Patel Vanash M, Haunschild Robin, Bornmann Lutz, Garas George
Department of Surgery and Cancer, Imperial College London, 10th Floor, Queen Elizabeth the Queen Mother Wing, St. Mary's Hospital, London, W2 1NY UK.
Department of Colorectal Surgery, West Hertfordshire NHS Trust, Watford General Hospital, Vicarage Road, Watford, Hertfordshire, WD18 0HB UK.
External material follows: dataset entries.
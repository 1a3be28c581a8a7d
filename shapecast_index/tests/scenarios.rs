// Copyright 2025 the Understory Authors
// SPDX-License-Identifier: Apache-2.0 OR MIT

//! End-to-end query scenarios, run against each partition.

use approx::assert_relative_eq;
use kurbo::{Affine, Circle, Point, Rect};
use shapecast_geom::Ray;
use shapecast_index::{
    MAX_RESULTS, Partition, PartitionFilter, Shape, ShapeArena, ShapeId, ShapeMask, SpatialTree,
};

const PARTITIONS: [Partition; 2] = [Partition::Static, Partition::Dynamic];

fn unit_square(cx: f64, cy: f64) -> Shape {
    Shape::from_rect(Rect::from_center_size((cx, cy), (1.0, 1.0)))
}

fn register(tree: &mut SpatialTree, arena: &mut ShapeArena, id: ShapeId, partition: Partition) {
    match partition {
        Partition::Static => tree.add_static(arena, id),
        Partition::Dynamic => tree.add_dynamic(arena, id),
    }
}

/// Unit squares centred at (±1.5, ±1.5), in quadrant order.
fn four_squares(partition: Partition) -> (ShapeArena, SpatialTree, [ShapeId; 4]) {
    let mut arena = ShapeArena::new();
    let mut tree = SpatialTree::new();
    let ids = [(1.5, 1.5), (-1.5, 1.5), (-1.5, -1.5), (1.5, -1.5)]
        .map(|(x, y)| arena.insert(unit_square(x, y)));
    for id in ids {
        register(&mut tree, &mut arena, id, partition);
    }
    tree.commit(&arena);
    (arena, tree, ids)
}

fn sorted(ids: impl IntoIterator<Item = ShapeId>) -> Vec<ShapeId> {
    let mut v: Vec<_> = ids.into_iter().collect();
    v.sort();
    v
}

fn cast(tree: &SpatialTree, arena: &ShapeArena, dir: (f64, f64)) -> Option<(ShapeId, Point)> {
    tree.ray_cast(
        arena,
        &Ray::new((0.0, 0.0), dir),
        ShapeMask::all(),
        PartitionFilter::ALL,
    )
    .map(|h| (h.shape, h.point))
}

#[test]
fn rays_from_the_origin_hit_diagonal_squares() {
    for partition in PARTITIONS {
        let (arena, tree, [ne, _, sw, _]) = four_squares(partition);

        let (shape, point) = cast(&tree, &arena, (1.0, 1.0)).unwrap();
        assert_eq!(shape, ne, "{partition:?}");
        assert_relative_eq!(point.x, 1.0, epsilon = 1e-9);
        assert_relative_eq!(point.y, 1.0, epsilon = 1e-9);

        let (shape, point) = cast(&tree, &arena, (-1.0, -1.0)).unwrap();
        assert_eq!(shape, sw, "{partition:?}");
        assert_relative_eq!(point.x, -1.0, epsilon = 1e-9);
        assert_relative_eq!(point.y, -1.0, epsilon = 1e-9);

        assert!(cast(&tree, &arena, (0.0, 1.0)).is_none(), "{partition:?}");
    }
}

#[test]
fn partition_filter_hides_the_other_half() {
    let (arena, tree, _) = four_squares(Partition::Static);
    let ray = Ray::new((0.0, 0.0), (1.0, 1.0));
    assert!(
        tree.ray_cast(&arena, &ray, ShapeMask::all(), PartitionFilter::DYNAMIC)
            .is_none()
    );
    assert!(
        tree.ray_cast(&arena, &ray, ShapeMask::all(), PartitionFilter::STATIC)
            .is_some()
    );
}

#[test]
fn range_query_includes_boundary_touches_only_on_the_right() {
    for partition in PARTITIONS {
        let (arena, tree, [ne, _, _, se]) = four_squares(partition);
        let found = tree.range_query(
            &arena,
            Rect::from_center_size((1.0, 1.0), (2.0, 6.0)),
            ShapeMask::all(),
            PartitionFilter::ALL,
            None,
        );
        assert_eq!(sorted(found.iter().copied()), sorted([ne, se]), "{partition:?}");
        assert!(!found.truncated());

        let excluded = tree.range_query(
            &arena,
            Rect::from_center_size((1.0, 1.0), (2.0, 6.0)),
            ShapeMask::all(),
            PartitionFilter::ALL,
            Some(ne),
        );
        assert_eq!(excluded.iter().copied().collect::<Vec<_>>(), vec![se]);
    }
}

#[test]
fn pick_finds_the_square_under_the_point() {
    for partition in PARTITIONS {
        let (arena, tree, [_, nw, _, _]) = four_squares(partition);
        let pick = |x: f64, y: f64| {
            tree.pick_query(
                &arena,
                Point::new(x, y),
                ShapeMask::all(),
                PartitionFilter::ALL,
            )
        };
        assert_eq!(pick(-1.5, 1.2).iter().copied().collect::<Vec<_>>(), vec![nw]);
        // Edges count as inside.
        assert!(pick(-1.0, 2.0).contains(&nw));
        assert!(pick(0.0, 0.0).is_empty());
    }
}

#[test]
fn transformed_shape_matches_direct_registration() {
    let mut moved_arena = ShapeArena::new();
    let mut moved = SpatialTree::new();
    let a = moved_arena.insert(unit_square(0.0, 0.0));
    moved.add_dynamic(&mut moved_arena, a);
    moved.transform(&mut moved_arena, a, Affine::translate((6.0, 6.0)));
    moved.transform(&mut moved_arena, a, Affine::translate((-6.0, 0.0)));

    let mut direct_arena = ShapeArena::new();
    let mut direct = SpatialTree::new();
    let b = direct_arena.insert(unit_square(0.0, 6.0));
    direct.add_dynamic(&mut direct_arena, b);

    assert_eq!(
        moved_arena.get(a).unwrap().bounding_box(),
        direct_arena.get(b).unwrap().bounding_box()
    );
    assert_eq!(moved.dynamic_bounds(), direct.dynamic_bounds());

    let up = Ray::new((0.0, 0.0), (0.0, 1.0));
    let hit_moved = moved
        .ray_cast(&moved_arena, &up, ShapeMask::all(), PartitionFilter::ALL)
        .unwrap();
    let hit_direct = direct
        .ray_cast(&direct_arena, &up, ShapeMask::all(), PartitionFilter::ALL)
        .unwrap();
    assert_eq!(hit_moved.point, hit_direct.point);
    assert_relative_eq!(hit_moved.parameter, 5.5, epsilon = 1e-9);

    for rect in [
        Rect::new(-1.0, -1.0, 1.0, 1.0),
        Rect::new(5.0, 5.0, 7.0, 7.0),
        Rect::new(-0.5, 6.5, 0.5, 7.5),
    ] {
        let m = moved.range_query(&moved_arena, rect, ShapeMask::all(), PartitionFilter::ALL, None);
        let d = direct.range_query(&direct_arena, rect, ShapeMask::all(), PartitionFilter::ALL, None);
        assert_eq!(m.len(), d.len(), "{rect:?}");
    }
}

#[test]
fn capacity_stops_at_twelve() {
    for partition in PARTITIONS {
        let mut arena = ShapeArena::new();
        let mut tree = SpatialTree::new();
        let ids: Vec<_> = (0..14_u32)
            .map(|i| {
                let c = Circle::new((f64::from(i) * 0.1, 0.0), 1.0);
                arena.insert(Shape::from_circle(c))
            })
            .collect();
        for &id in &ids[..MAX_RESULTS] {
            register(&mut tree, &mut arena, id, partition);
        }
        tree.commit(&arena);
        let region = Rect::new(-0.5, -0.5, 0.5, 0.5);

        let full = tree.range_query(&arena, region, ShapeMask::all(), PartitionFilter::ALL, None);
        assert_eq!(full.len(), MAX_RESULTS);
        assert!(!full.truncated(), "{partition:?}");

        register(&mut tree, &mut arena, ids[12], partition);
        tree.commit(&arena);
        let over = tree.range_query(&arena, region, ShapeMask::all(), PartitionFilter::ALL, None);
        assert_eq!(over.len(), MAX_RESULTS);
        assert!(over.truncated(), "{partition:?}");

        // Twelve other shapes overlap the first one.
        let contacts = tree.intersection_query(&arena, ids[0], PartitionFilter::ALL);
        assert_eq!(contacts.len(), MAX_RESULTS);
        assert!(!contacts.truncated());
        assert!(contacts.iter().all(|c| c.shape_a == ids[0] && c.shape_b != ids[0]));

        register(&mut tree, &mut arena, ids[13], partition);
        tree.commit(&arena);
        let contacts = tree.intersection_query(&arena, ids[0], PartitionFilter::ALL);
        assert_eq!(contacts.len(), MAX_RESULTS);
        assert!(contacts.truncated(), "{partition:?}");
    }
}

#[test]
fn dynamic_results_come_before_static() {
    let mut arena = ShapeArena::new();
    let mut tree = SpatialTree::new();
    let s = arena.insert(unit_square(0.0, 0.0));
    let d = arena.insert(unit_square(0.2, 0.0));
    tree.add_static(&mut arena, s);
    tree.add_dynamic(&mut arena, d);
    tree.commit(&arena);
    let found = tree.range_query(
        &arena,
        Rect::new(-1.0, -1.0, 1.0, 1.0),
        ShapeMask::all(),
        PartitionFilter::ALL,
        None,
    );
    assert_eq!(found.iter().copied().collect::<Vec<_>>(), vec![d, s]);
}

#[test]
fn remove_then_readd_restores_results() {
    for partition in PARTITIONS {
        let (mut arena, mut tree, ids) = four_squares(partition);
        let region = Rect::new(-3.0, -3.0, 3.0, 0.0);
        let before = sorted(
            tree.range_query(&arena, region, ShapeMask::all(), PartitionFilter::ALL, None)
                .iter()
                .copied(),
        );
        let ray_before = cast(&tree, &arena, (-1.0, -1.0));

        for id in ids {
            tree.remove(&mut arena, id);
        }
        tree.commit(&arena);
        assert!(cast(&tree, &arena, (-1.0, -1.0)).is_none());
        for id in ids {
            register(&mut tree, &mut arena, id, partition);
        }
        tree.commit(&arena);

        let after = sorted(
            tree.range_query(&arena, region, ShapeMask::all(), PartitionFilter::ALL, None)
                .iter()
                .copied(),
        );
        assert_eq!(before, after, "{partition:?}");
        assert_eq!(ray_before, cast(&tree, &arena, (-1.0, -1.0)));
    }
}

#[test]
fn polygons_take_part_in_every_query() {
    let mut arena = ShapeArena::new();
    let mut tree = SpatialTree::new();
    let tri = shapecast_geom::Polygon::new([
        Point::new(0.0, 0.0),
        Point::new(4.0, 0.0),
        Point::new(0.0, 4.0),
    ])
    .unwrap();
    let p = arena.insert(Shape::from_polygon(&tri).unwrap());
    let probe = arena.insert(Shape::from_circle(Circle::new((2.5, 2.5), 1.0)));
    tree.add_static(&mut arena, p);
    tree.add_dynamic(&mut arena, probe);
    tree.commit(&arena);

    let hit = tree
        .ray_cast(
            &arena,
            &Ray::new((-2.0, 1.0), (1.0, 0.0)),
            ShapeMask::all(),
            PartitionFilter::STATIC,
        )
        .unwrap();
    assert_eq!(hit.shape, p);
    assert_relative_eq!(hit.point.x, 0.0, epsilon = 1e-9);
    assert_relative_eq!(hit.point.y, 1.0, epsilon = 1e-9);

    // Inside the bounds but beyond the hypotenuse.
    let miss = tree.pick_query(&arena, Point::new(3.0, 3.0), ShapeMask::all(), PartitionFilter::STATIC);
    assert!(miss.is_empty());

    let contacts = tree.intersection_query(&arena, probe, PartitionFilter::ALL);
    assert_eq!(contacts.len(), 1);
    let c = contacts.get(0).unwrap();
    assert_relative_eq!(c.normal.x, core::f64::consts::FRAC_1_SQRT_2, epsilon = 1e-9);
    assert_relative_eq!(c.normal.y, core::f64::consts::FRAC_1_SQRT_2, epsilon = 1e-9);
    assert_relative_eq!(c.penetration, 1.0 - core::f64::consts::FRAC_1_SQRT_2, epsilon = 1e-9);
}

#[test]
fn polygon_vertex_rays_agree_across_partitions() {
    for partition in PARTITIONS {
        let mut arena = ShapeArena::new();
        let mut tree = SpatialTree::new();
        let tri = shapecast_geom::Polygon::new([
            Point::new(0.0, 0.0),
            Point::new(1.0, 0.3),
            Point::new(0.4, 1.0),
        ])
        .unwrap();
        let t = arena.insert(Shape::from_polygon(&tri).unwrap());
        let far = arena.insert(Shape::from_rect(Rect::new(5.0, 5.0, 6.0, 6.0)));
        for id in [t, far] {
            register(&mut tree, &mut arena, id, partition);
        }
        tree.commit(&arena);

        // Straight up through the acute vertex at the origin, outside the triangle.
        let graze = Ray::new((0.0, -1.0), (0.0, 1.0));
        let hit = tree.ray_cast(&arena, &graze, ShapeMask::all(), PartitionFilter::ALL);
        assert!(hit.is_none(), "{partition:?}: {hit:?}");

        let into = Ray::new((-1.0, -1.0), (1.0, 1.0));
        let hit = tree
            .ray_cast(&arena, &into, ShapeMask::all(), PartitionFilter::ALL)
            .unwrap();
        assert_eq!(hit.shape, t, "{partition:?}");
        assert_eq!(hit.point, Point::ZERO, "{partition:?}");
    }
}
Scientometrics. 2021;126(4):3193-3207. doi: 10.1007/s11192-020-03843-5. Epub 2021 Feb 28.
In this study we determined whether Twitter data can be used as social-spatial sensors to show how research on COVID-19/SARS-CoV-2 diffuses through the population to reach the people that are affected by the disease. We performed a cross-sectional bibliometric analysis between 23rd March and 14th April 2020. Three sources of data were used: (1) deaths per number of population for COVID-19/SARS-CoV-2 retrieved from John Hopkins University and Worldometer, (2) publications related to COVID-19/SARS-CoV-2 retrieved from World Health Organisation COVID-19 database, and (3) tweets of these publications retrieved from Altmetric.com and Twitter. In the analysis, the number of publications used was 1761, and number of tweets used was 751,068. Mapping of worldwide data illustrated that high Twitter activity was related to high numbers of COVID-19/SARS-CoV-2 deaths, with tweets inversely weighted with number of publications. Regression models of worldwide data showed a positive correlation between the national deaths per number of population and tweets when holding number of publications constant (coefficient 0.0285, S.E. 0.0003, < 0.001). Twitter can play a crucial role in the rapid research response during the COVID-19/SARS-CoV-2 pandemic, especially to spread research with prompt public scrutiny. Governments are urged to pause censorship of social media platforms to support the scientific community's fight against COVID-19/SARS-CoV-2.
在本研究中,我们确定了推特数据是否可用作社会空间传感器,以展示关于新冠病毒/严重急性呼吸综合征冠状病毒2(COVID-19/SARS-CoV-2)的研究如何在人群中传播,从而触及受该疾病影响的人群。我们在2020年3月23日至4月14日期间进行了一项横断面文献计量分析。使用了三种数据来源:(1)从约翰·霍普金斯大学和世界ometers网站获取的每人口COVID-19/SARS-CoV-2死亡人数,(2)从世界卫生组织COVID-19数据库获取的与COVID-19/SARS-CoV-2相关的出版物,以及(3)从Altmetric.com和推特获取的这些出版物的推文。在分析中,使用的出版物数量为1761篇,使用的推文数量为751,068条。全球数据映射表明,推特的高活跃度与大量的COVID-19/SARS-CoV-2死亡人数相关,推文与出版物数量呈反比加权。全球数据的回归模型显示,在出版物数量保持不变的情况下,每人口国家死亡人数与推文之间存在正相关(系数0.0285,标准误差0.0003,<0.001)。在COVID-19/SARS-CoV-2大流行期间,推特在快速的研究响应中可以发挥关键作用,特别是在迅速接受公众审查的情况下传播研究成果。敦促各国政府暂停对社交媒体平台的审查,以支持科学界抗击COVID-19/SARS-CoV-2。